We each decided what we wanted, and ordered from the counter.

“Would you like to sit inside?” the woman asked.

We looked at each other, peered through the window at the cute little elevated seating area overlooking the obelisk in the center of the intersection and thought, why not?

Once we were seated, the stereotypical Parisian waiter waltzed over to us and smiled, then took our order in perfect English.

A moment later, our mouths were salivating as plates were set in front of us. The Cokes we ordered each came in a little glass bottle, accompanied by a glass with a slice of lemon and, luxury of luxuries – ice. That should have been a warning.

Seriously, if you’re in Europe and your server speaks flawless English, the signs are in English and your drink comes with ice, don’t order another thing.

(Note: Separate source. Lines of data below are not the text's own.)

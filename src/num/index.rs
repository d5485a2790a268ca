use std::fmt::Debug;
use std::hash::Hash;

mod sealed {
  pub trait Sealed {}

  impl Sealed for u8 {}
  impl Sealed for u16 {}
  impl Sealed for u32 {}
}

/// Unsigned integer width used for flat slot indices.
///
/// The index width bounds the total number of addressable slots in a storage:
/// a storage parameterised over `I` can hold at most `I::MAX_FLAT + 1`
/// entities over its whole lifetime of reservations.
///
/// This trait is sealed and implemented for `u8`, `u16` and `u32`. Wider
/// index types are deliberately not offered: the superbuffer tables cover the
/// entire index range up front, which is only reasonable for spaces that fit
/// in 32 bits.
pub trait SlotIndex:
  sealed::Sealed + Copy + Eq + Ord + Hash + Debug + Send + Sync + 'static
{
  /// The largest flat index representable at this width.
  const MAX_FLAT: u64;

  /// Narrows a flat index into this width.
  fn from_flat(flat: u64) -> Self;

  /// Widens this index into a flat `u64`.
  fn into_flat(self) -> u64;
}

macro_rules! impl_slot_index {
  ($($int:ty),+ $(,)?) => {$(
    impl SlotIndex for $int {
      const MAX_FLAT: u64 = <$int>::MAX as u64;

      #[inline]
      fn from_flat(flat: u64) -> Self {
        debug_assert!(flat <= Self::MAX_FLAT, "flat index out of range");
        flat as $int
      }

      #[inline]
      fn into_flat(self) -> u64 {
        self as u64
      }
    }
  )+};
}

impl_slot_index!(u8, u16, u32);

// -----------------------------------------------------------------------------
// Tests
// -----------------------------------------------------------------------------

#[cfg(test)]
mod tests {
  use super::*;

  #[test]
  fn test_max_flat() {
    assert_eq!(<u8 as SlotIndex>::MAX_FLAT, 255);
    assert_eq!(<u16 as SlotIndex>::MAX_FLAT, 65_535);
    assert_eq!(<u32 as SlotIndex>::MAX_FLAT, 4_294_967_295);
  }

  #[test]
  fn test_roundtrip() {
    for flat in [0_u64, 1, 2, 254, 255] {
      let narrow: u8 = SlotIndex::from_flat(flat);
      assert_eq!(narrow.into_flat(), flat);
    }

    for flat in [0_u64, 256, 65_535] {
      let narrow: u16 = SlotIndex::from_flat(flat);
      assert_eq!(narrow.into_flat(), flat);
    }

    for flat in [0_u64, 65_536, 4_294_967_295] {
      let narrow: u32 = SlotIndex::from_flat(flat);
      assert_eq!(narrow.into_flat(), flat);
    }
  }
}
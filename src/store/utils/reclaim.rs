use std::mem;
use triomphe::Arc;

use crate::store::pool;
use crate::store::pool::GlobalPool;

// -----------------------------------------------------------------------------
// Reclaim Guard
// -----------------------------------------------------------------------------

/// Returns a slot to the free pool unless disarmed.
///
/// Armed around entity construction: if the initialiser unwinds before a
/// handle exists, the slot's index goes back to the calling thread's free
/// pool (its refcount is still zero) and the panic propagates to the caller.
#[must_use]
pub(crate) struct Reclaim<'pool> {
  global: &'pool Arc<GlobalPool>,
  flat: u64,
}

impl<'pool> Reclaim<'pool> {
  #[inline]
  pub(crate) fn new(global: &'pool Arc<GlobalPool>, flat: u64) -> Self {
    Self { global, flat }
  }

  /// Consumes the guard without reclaiming the slot.
  #[inline]
  pub(crate) fn disarm(self) {
    mem::forget(self);
  }
}

impl Drop for Reclaim<'_> {
  fn drop(&mut self) {
    pool::push(self.global, self.flat);
  }
}

// -----------------------------------------------------------------------------
// Tests
// -----------------------------------------------------------------------------

#[cfg(test)]
mod tests {
  use super::*;

  #[test]
  fn test_drop_reclaims() {
    let global: Arc<GlobalPool> = Arc::new(GlobalPool::new());

    drop(Reclaim::new(&global, 5));

    assert_eq!(pool::pop(&global), Some(5));
  }

  #[test]
  fn test_disarm_keeps_slot() {
    let global: Arc<GlobalPool> = Arc::new(GlobalPool::new());

    Reclaim::new(&global, 5).disarm();

    assert_eq!(pool::pop(&global), None);
  }
}
//! Internal error handling macros.

/// Displays a diagnostic message and aborts the program.
///
/// Use this for unrecoverable failures of the storage engine itself: an
/// exhausted flat index space or a broken layout invariant. The program
/// prints the diagnostic and immediately aborts without unwinding, so no
/// thread can observe the storage in a corrupted state.
///
/// # Examples
///
/// ```ignore
/// if flat >= Self::MAX_SLOTS {
///   fatal!("flat index space exhausted");
/// }
/// ```
macro_rules! fatal {
  ($error:expr) => {{
    ::std::eprintln!(
      "{}:{}: unrecoverable storage failure: {}",
      ::std::file!(),
      ::std::line!(),
      $error,
    );

    ::std::process::abort();
  }};
}

pub(crate) use fatal;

Oblivious to what was looming at the end of the meal, we ate like Louis XVI and Marie Antoinette before the Revolution. My cheesecake with raspberry sauce was the best I’ve ever had. Most likely because I was eating it in Paris, but it was definitely excellent.

My sister enjoyed every last bite of her strawberry cheesecake, and my parents laughed as they cleaned their plates.

I drained the last of my soda and sat back, satisfied and thinking I could get used to this kind of lunch.

Then the bill came.

I did the math in my head. We’d ordered the cheap desserts, and they should have totaled 12 euros, give or take. Add in the beverages, small as they were, and I thought we were looking at another 10 euros, tops. Then the pittance for the service charge that is almost always factored in, and we’d be good to go.

I never expected the bill to be 44 euros. We stared at the scrap of paper like cavemen contemplating a TV, our mouths comically open.

Flagging the server brought him hustling over, a small miracle in France, where meals can last for the better part of an afternoon.

“Yes, but you sat down and ate in here,” was the end result to our disbelieving questions.

How glad was I that dad was paying? Factor in the exchange rate, and that little snack had actually cost us just under $60.

What could we say? They put a sign out, in English, and we were the idiots who suddenly lost our literacy, not them. There was nothing for it but to leave the money on the table and beat a hasty retreat. At least we knew for next time.

It didn’t help any that, walking to the closest ATM, we passed the shop next door, which happened to stock the same basic selections. Not only were they cheaper, but they advertised no extra charge for sitting inside.

Ah well. C’est la vie.


Linda Le Park said...

Ha! That's not even lunch. Just dessert. But mmmm, it made me so hungry! If you travel, why not indulge? Just remember to read the signs. ha!

nanaxiu said...

funny. :)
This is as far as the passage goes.